• [Directions]: An exact transcription of all the entries below is required.
-------- Provided data --------
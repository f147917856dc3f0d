//! # shieldlog-core
//!
//! Core types and primitives shared across the shieldlog crates: the static
//! event schema registry, the confidential amount codec (key commitment and
//! AES-256-GCM amount decryption), raw/decoded/decrypted record types, chain
//! endpoints, and the record output sink.

pub mod chain;
pub mod codec;
pub mod error;
pub mod event;
pub mod hash;
pub mod output;
pub mod schema;

pub use chain::{chains, ChainEndpoint};
pub use codec::{decrypt_amount, derive_commitment, AmountCipher, SymmetricKey, NONCE_LENGTH};
pub use error::{DecodeError, DecryptionError, KeyError, SchemaError, SubscriptionError};
pub use event::{DecodedEventRecord, DecryptedRecord, RawLog};
pub use output::{render, ChannelSink, RecordSink, StdoutSink};
pub use schema::{EventKind, EventSchema, SchemaRegistry};

pub use alloy_primitives::{Address, Bytes, B256};
pub use num_bigint::BigUint;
--------
• [Answer area]:
repository f147917856dc3f0d
//! # shieldlog-core
//!
//! Core types and primitives shared across the shieldlog crates: the static
//! event schema registry, the confidential amount codec (key commitment and
//! AES-256-GCM amount decryption), raw/decoded/decrypted record types, chain
//! endpoints, and the record output sink.

pub mod chain;
pub mod codec;
pub mod error;
pub mod event;
pub mod hash;
pub mod output;
pub mod schema;

pub use chain::{chains, ChainEndpoint};
pub use codec::{decrypt_amount, derive_commitment, AmountCipher, SymmetricKey, NONCE_LENGTH};
pub use error::{DecodeError, DecryptionError, KeyError, SchemaError, SubscriptionError};
pub use event::{DecodedEventRecord, DecryptedRecord, RawLog};
pub use output::{render, ChannelSink, RecordSink, StdoutSink};
pub use schema::{EventKind, EventSchema, SchemaRegistry};

pub use alloy_primitives::{Address, Bytes, B256};
pub use num_bigint::BigUint;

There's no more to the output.